**TRY IT**
Could you write the entries out again, exactly as they appear?

[Stored items]
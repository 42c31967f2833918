//! Durable local storage for the two pipeline records: settings and the
//! event log.
//!
//! Each record is an independently-keyed row in one SQLite table, sealed
//! with ChaCha20-Poly1305 under a per-record key derived from the device
//! secret. A blake3 digest of the ciphertext is stored alongside and
//! checked before decryption, so torn writes surface as a clean
//! [`StoreError::Corrupt`] instead of AEAD noise. The engine treats any
//! corrupt record as absent at startup; nothing here is fatal.

use std::path::Path;

use chacha20poly1305::aead::{Aead, KeyInit};
use chacha20poly1305::{ChaCha20Poly1305, Key, Nonce};
use chrono::Utc;
use hkdf::Hkdf;
use rand::RngCore;
use rusqlite::{params, Connection, OptionalExtension};
use sha2::Sha256;
use thiserror::Error;
use zeroize::Zeroizing;

use vigil_core::{LogEntry, LogPersistence, PersistError, Settings, SettingsPersistence};

const RECORD_SETTINGS: &str = "settings";
const RECORD_LOG: &str = "log";
const NONCE_LEN: usize = 12;

#[derive(Debug, Error)]
pub enum StoreError {
    #[error("sqlite: {0}")]
    Sqlite(#[from] rusqlite::Error),
    #[error("io: {0}")]
    Io(#[from] std::io::Error),
    #[error("record {0} is corrupt: {1}")]
    Corrupt(&'static str, String),
    #[error("crypto failure: {0}")]
    Crypto(&'static str),
    #[error("serialization: {0}")]
    Serde(#[from] serde_json::Error),
    #[error("device secret is malformed")]
    BadSecret,
}

impl From<StoreError> for PersistError {
    fn from(err: StoreError) -> Self {
        match err {
            StoreError::Corrupt(record, detail) => {
                PersistError::Corrupt(format!("{record}: {detail}"))
            }
            other => PersistError::Backend(other.to_string()),
        }
    }
}

/// SQLite-backed store for the two durable records.
pub struct SafetyStore {
    conn: Connection,
    secret: Zeroizing<[u8; 32]>,
}

impl SafetyStore {
    /// Open (creating if needed) the store at `path`. The 32-byte device
    /// secret seals both records; losing it orphans the stored data.
    pub fn open(path: &Path, secret: [u8; 32]) -> Result<Self, StoreError> {
        Self::with_connection(Connection::open(path)?, secret)
    }

    /// In-memory store for tests and ephemeral runs.
    pub fn open_in_memory(secret: [u8; 32]) -> Result<Self, StoreError> {
        Self::with_connection(Connection::open_in_memory()?, secret)
    }

    fn with_connection(conn: Connection, secret: [u8; 32]) -> Result<Self, StoreError> {
        conn.execute_batch(
            "CREATE TABLE IF NOT EXISTS records (
                 key        TEXT PRIMARY KEY,
                 nonce      BLOB NOT NULL,
                 body       BLOB NOT NULL,
                 digest     BLOB NOT NULL,
                 updated_at TEXT NOT NULL
             );",
        )?;
        Ok(Self {
            conn,
            secret: Zeroizing::new(secret),
        })
    }

    pub fn read_settings(&self) -> Result<Option<Settings>, StoreError> {
        match self.unseal(RECORD_SETTINGS)? {
            Some(bytes) => serde_json::from_slice(&bytes)
                .map(Some)
                .map_err(|err| StoreError::Corrupt(RECORD_SETTINGS, err.to_string())),
            None => Ok(None),
        }
    }

    pub fn write_settings(&self, settings: &Settings) -> Result<(), StoreError> {
        self.seal(RECORD_SETTINGS, &serde_json::to_vec(settings)?)
    }

    /// Newest-first, as written.
    pub fn read_log(&self) -> Result<Vec<LogEntry>, StoreError> {
        match self.unseal(RECORD_LOG)? {
            Some(bytes) => serde_json::from_slice(&bytes)
                .map_err(|err| StoreError::Corrupt(RECORD_LOG, err.to_string())),
            None => Ok(Vec::new()),
        }
    }

    pub fn write_log(&self, entries: &[LogEntry]) -> Result<(), StoreError> {
        self.seal(RECORD_LOG, &serde_json::to_vec(entries)?)
    }

    pub fn delete_log(&self) -> Result<(), StoreError> {
        self.conn
            .execute("DELETE FROM records WHERE key = ?1", params![RECORD_LOG])?;
        Ok(())
    }

    fn record_key(&self, record: &str) -> Result<Zeroizing<[u8; 32]>, StoreError> {
        let hk = Hkdf::<Sha256>::new(None, self.secret.as_slice());
        let mut out = Zeroizing::new([0u8; 32]);
        hk.expand(record.as_bytes(), out.as_mut_slice())
            .map_err(|_| StoreError::Crypto("hkdf expand"))?;
        Ok(out)
    }

    fn seal(&self, record: &'static str, plaintext: &[u8]) -> Result<(), StoreError> {
        let key = self.record_key(record)?;
        let cipher = ChaCha20Poly1305::new(Key::from_slice(key.as_slice()));
        let mut nonce = [0u8; NONCE_LEN];
        rand::thread_rng().fill_bytes(&mut nonce);
        let body = cipher
            .encrypt(Nonce::from_slice(&nonce), plaintext)
            .map_err(|_| StoreError::Crypto("encrypt"))?;
        let digest = blake3::hash(&body);
        self.conn.execute(
            "INSERT INTO records (key, nonce, body, digest, updated_at)
             VALUES (?1, ?2, ?3, ?4, ?5)
             ON CONFLICT(key) DO UPDATE SET
                 nonce = excluded.nonce,
                 body = excluded.body,
                 digest = excluded.digest,
                 updated_at = excluded.updated_at",
            params![
                record,
                nonce.as_slice(),
                body,
                digest.as_bytes().as_slice(),
                Utc::now().to_rfc3339()
            ],
        )?;
        Ok(())
    }

    fn unseal(&self, record: &'static str) -> Result<Option<Vec<u8>>, StoreError> {
        let row: Option<(Vec<u8>, Vec<u8>, Vec<u8>)> = self
            .conn
            .query_row(
                "SELECT nonce, body, digest FROM records WHERE key = ?1",
                params![record],
                |row| Ok((row.get(0)?, row.get(1)?, row.get(2)?)),
            )
            .optional()?;
        let Some((nonce, body, digest)) = row else {
            return Ok(None);
        };
        if digest.as_slice() != blake3::hash(&body).as_bytes() {
            return Err(StoreError::Corrupt(record, "ciphertext digest mismatch".into()));
        }
        if nonce.len() != NONCE_LEN {
            return Err(StoreError::Corrupt(record, "bad nonce length".into()));
        }
        let key = self.record_key(record)?;
        let cipher = ChaCha20Poly1305::new(Key::from_slice(key.as_slice()));
        cipher
            .decrypt(Nonce::from_slice(&nonce), body.as_slice())
            .map(Some)
            .map_err(|_| StoreError::Corrupt(record, "authentication failed".into()))
    }
}

impl SettingsPersistence for SafetyStore {
    fn load_settings(&self) -> Result<Option<Settings>, PersistError> {
        self.read_settings().map_err(PersistError::from)
    }

    fn save_settings(&self, settings: &Settings) -> Result<(), PersistError> {
        self.write_settings(settings).map_err(PersistError::from)
    }
}

impl LogPersistence for SafetyStore {
    fn load_log(&self) -> Result<Vec<LogEntry>, PersistError> {
        self.read_log().map_err(PersistError::from)
    }

    fn save_log(&self, entries: &[LogEntry]) -> Result<(), PersistError> {
        self.write_log(entries).map_err(PersistError::from)
    }

    fn clear_log(&self) -> Result<(), PersistError> {
        self.delete_log().map_err(PersistError::from)
    }
}

/// Load the device secret from `path`, generating and writing a fresh one
/// on first run. Stored hex-encoded, one line.
pub fn load_or_create_secret(path: &Path) -> Result<[u8; 32], StoreError> {
    if path.exists() {
        let text = std::fs::read_to_string(path)?;
        let bytes = hex::decode(text.trim()).map_err(|_| StoreError::BadSecret)?;
        let secret: [u8; 32] = bytes.try_into().map_err(|_| StoreError::BadSecret)?;
        Ok(secret)
    } else {
        let mut secret = [0u8; 32];
        rand::thread_rng().fill_bytes(&mut secret);
        if let Some(dir) = path.parent() {
            std::fs::create_dir_all(dir)?;
        }
        std::fs::write(path, hex::encode(secret))?;
        Ok(secret)
    }
}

**ANSWER SPACE**
repository 42c31967f2833918
//! Durable local storage for the two pipeline records: settings and the
//! event log.
//!
//! Each record is an independently-keyed row in one SQLite table, sealed
//! with ChaCha20-Poly1305 under a per-record key derived from the device
//! secret. A blake3 digest of the ciphertext is stored alongside and
//! checked before decryption, so torn writes surface as a clean
//! [`StoreError::Corrupt`] instead of AEAD noise. The engine treats any
//! corrupt record as absent at startup; nothing here is fatal.

use std::path::Path;

use chacha20poly1305::aead::{Aead, KeyInit};
use chacha20poly1305::{ChaCha20Poly1305, Key, Nonce};
use chrono::Utc;
use hkdf::Hkdf;
use rand::RngCore;
use rusqlite::{params, Connection, OptionalExtension};
use sha2::Sha256;
use thiserror::Error;
use zeroize::Zeroizing;

use vigil_core::{LogEntry, LogPersistence, PersistError, Settings, SettingsPersistence};

const RECORD_SETTINGS: &str = "settings";
const RECORD_LOG: &str = "log";
const NONCE_LEN: usize = 12;

#[derive(Debug, Error)]
pub enum StoreError {
    #[error("sqlite: {0}")]
    Sqlite(#[from] rusqlite::Error),
    #[error("io: {0}")]
    Io(#[from] std::io::Error),
    #[error("record {0} is corrupt: {1}")]
    Corrupt(&'static str, String),
    #[error("crypto failure: {0}")]
    Crypto(&'static str),
    #[error("serialization: {0}")]
    Serde(#[from] serde_json::Error),
    #[error("device secret is malformed")]
    BadSecret,
}

impl From<StoreError> for PersistError {
    fn from(err: StoreError) -> Self {
        match err {
            StoreError::Corrupt(record, detail) => {
                PersistError::Corrupt(format!("{record}: {detail}"))
            }
            other => PersistError::Backend(other.to_string()),
        }
    }
}

/// SQLite-backed store for the two durable records.
pub struct SafetyStore {
    conn: Connection,
    secret: Zeroizing<[u8; 32]>,
}

impl SafetyStore {
    /// Open (creating if needed) the store at `path`. The 32-byte device
    /// secret seals both records; losing it orphans the stored data.
    pub fn open(path: &Path, secret: [u8; 32]) -> Result<Self, StoreError> {
        Self::with_connection(Connection::open(path)?, secret)
    }

    /// In-memory store for tests and ephemeral runs.
    pub fn open_in_memory(secret: [u8; 32]) -> Result<Self, StoreError> {
        Self::with_connection(Connection::open_in_memory()?, secret)
    }

    fn with_connection(conn: Connection, secret: [u8; 32]) -> Result<Self, StoreError> {
        conn.execute_batch(
            "CREATE TABLE IF NOT EXISTS records (
                 key        TEXT PRIMARY KEY,
                 nonce      BLOB NOT NULL,
                 body       BLOB NOT NULL,
                 digest     BLOB NOT NULL,
                 updated_at TEXT NOT NULL
             );",
        )?;
        Ok(Self {
            conn,
            secret: Zeroizing::new(secret),
        })
    }

    pub fn read_settings(&self) -> Result<Option<Settings>, StoreError> {
        match self.unseal(RECORD_SETTINGS)? {
            Some(bytes) => serde_json::from_slice(&bytes)
                .map(Some)
                .map_err(|err| StoreError::Corrupt(RECORD_SETTINGS, err.to_string())),
            None => Ok(None),
        }
    }

    pub fn write_settings(&self, settings: &Settings) -> Result<(), StoreError> {
        self.seal(RECORD_SETTINGS, &serde_json::to_vec(settings)?)
    }

    /// Newest-first, as written.
    pub fn read_log(&self) -> Result<Vec<LogEntry>, StoreError> {
        match self.unseal(RECORD_LOG)? {
            Some(bytes) => serde_json::from_slice(&bytes)
                .map_err(|err| StoreError::Corrupt(RECORD_LOG, err.to_string())),
            None => Ok(Vec::new()),
        }
    }

    pub fn write_log(&self, entries: &[LogEntry]) -> Result<(), StoreError> {
        self.seal(RECORD_LOG, &serde_json::to_vec(entries)?)
    }

    pub fn delete_log(&self) -> Result<(), StoreError> {
        self.conn
            .execute("DELETE FROM records WHERE key = ?1", params![RECORD_LOG])?;
        Ok(())
    }

    fn record_key(&self, record: &str) -> Result<Zeroizing<[u8; 32]>, StoreError> {
        let hk = Hkdf::<Sha256>::new(None, self.secret.as_slice());
        let mut out = Zeroizing::new([0u8; 32]);
        hk.expand(record.as_bytes(), out.as_mut_slice())
            .map_err(|_| StoreError::Crypto("hkdf expand"))?;
        Ok(out)
    }

    fn seal(&self, record: &'static str, plaintext: &[u8]) -> Result<(), StoreError> {
        let key = self.record_key(record)?;
        let cipher = ChaCha20Poly1305::new(Key::from_slice(key.as_slice()));
        let mut nonce = [0u8; NONCE_LEN];
        rand::thread_rng().fill_bytes(&mut nonce);
        let body = cipher
            .encrypt(Nonce::from_slice(&nonce), plaintext)
            .map_err(|_| StoreError::Crypto("encrypt"))?;
        let digest = blake3::hash(&body);
        self.conn.execute(
            "INSERT INTO records (key, nonce, body, digest, updated_at)
             VALUES (?1, ?2, ?3, ?4, ?5)
             ON CONFLICT(key) DO UPDATE SET
                 nonce = excluded.nonce,
                 body = excluded.body,
                 digest = excluded.digest,
                 updated_at = excluded.updated_at",
            params![
                record,
                nonce.as_slice(),
                body,
                digest.as_bytes().as_slice(),
                Utc::now().to_rfc3339()
            ],
        )?;
        Ok(())
    }

    fn unseal(&self, record: &'static str) -> Result<Option<Vec<u8>>, StoreError> {
        let row: Option<(Vec<u8>, Vec<u8>, Vec<u8>)> = self
            .conn
            .query_row(
                "SELECT nonce, body, digest FROM records WHERE key = ?1",
                params![record],
                |row| Ok((row.get(0)?, row.get(1)?, row.get(2)?)),
            )
            .optional()?;
        let Some((nonce, body, digest)) = row else {
            return Ok(None);
        };
        if digest.as_slice() != blake3::hash(&body).as_bytes() {
            return Err(StoreError::Corrupt(record, "ciphertext digest mismatch".into()));
        }
        if nonce.len() != NONCE_LEN {
            return Err(StoreError::Corrupt(record, "bad nonce length".into()));
        }
        let key = self.record_key(record)?;
        let cipher = ChaCha20Poly1305::new(Key::from_slice(key.as_slice()));
        cipher
            .decrypt(Nonce::from_slice(&nonce), body.as_slice())
            .map(Some)
            .map_err(|_| StoreError::Corrupt(record, "authentication failed".into()))
    }
}

impl SettingsPersistence for SafetyStore {
    fn load_settings(&self) -> Result<Option<Settings>, PersistError> {
        self.read_settings().map_err(PersistError::from)
    }

    fn save_settings(&self, settings: &Settings) -> Result<(), PersistError> {
        self.write_settings(settings).map_err(PersistError::from)
    }
}

impl LogPersistence for SafetyStore {
    fn load_log(&self) -> Result<Vec<LogEntry>, PersistError> {
        self.read_log().map_err(PersistError::from)
    }

    fn save_log(&self, entries: &[LogEntry]) -> Result<(), PersistError> {
        self.write_log(entries).map_err(PersistError::from)
    }

    fn clear_log(&self) -> Result<(), PersistError> {
        self.delete_log().map_err(PersistError::from)
    }
}

/// Load the device secret from `path`, generating and writing a fresh one
/// on first run. Stored hex-encoded, one line.
pub fn load_or_create_secret(path: &Path) -> Result<[u8; 32], StoreError> {
    if path.exists() {
        let text = std::fs::read_to_string(path)?;
        let bytes = hex::decode(text.trim()).map_err(|_| StoreError::BadSecret)?;
        let secret: [u8; 32] = bytes.try_into().map_err(|_| StoreError::BadSecret)?;
        Ok(secret)
    } else {
        let mut secret = [0u8; 32];
        rand::thread_rng().fill_bytes(&mut secret);
        if let Some(dir) = path.parent() {
            std::fs::create_dir_all(dir)?;
        }
        std::fs::write(path, hex::encode(secret))?;
        Ok(secret)
    }
}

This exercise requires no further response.